* EXERCISE AIM *
Return every entry in the listing word for word.

* STUDY MATERIAL *
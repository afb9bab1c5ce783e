use crate::NodeId;
use thiserror::Error;

/// Errors raised at the boundaries of the graph core: documents, style values and settings.
///
/// Model operations never fail; they treat unknown ids as no-ops.
#[derive(Error, Debug)]
pub enum GraphError {
    #[error("Invalid result document: {0}")]
    InvalidDocument(#[from] serde_json::Error),
    #[error("Invalid numeric style value for '{key}': {value}")]
    InvalidStyleValue { key: String, value: String },
    #[error("Settings I/O failed: {0}")]
    Io(#[from] std::io::Error),
}

/// Failure reported by a neighbour fetch collaborator.
#[derive(Error, Debug, Clone, PartialEq, Eq)]
pub enum NeighbourFetchError {
    #[error("Neighbour query for node {node_id} failed: {reason}")]
    QueryFailed { node_id: NodeId, reason: String },
    #[error("Neighbour fetch was dropped before replying")]
    Disconnected,
}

* COMPLETED EXERCISE *
repository afb9bab1c5ce783e
use crate::NodeId;
use thiserror::Error;

/// Errors raised at the boundaries of the graph core: documents, style values and settings.
///
/// Model operations never fail; they treat unknown ids as no-ops.
#[derive(Error, Debug)]
pub enum GraphError {
    #[error("Invalid result document: {0}")]
    InvalidDocument(#[from] serde_json::Error),
    #[error("Invalid numeric style value for '{key}': {value}")]
    InvalidStyleValue { key: String, value: String },
    #[error("Settings I/O failed: {0}")]
    Io(#[from] std::io::Error),
}

/// Failure reported by a neighbour fetch collaborator.
#[derive(Error, Debug, Clone, PartialEq, Eq)]
pub enum NeighbourFetchError {
    #[error("Neighbour query for node {node_id} failed: {reason}")]
    QueryFailed { node_id: NodeId, reason: String },
    #[error("Neighbour fetch was dropped before replying")]
    Disconnected,
}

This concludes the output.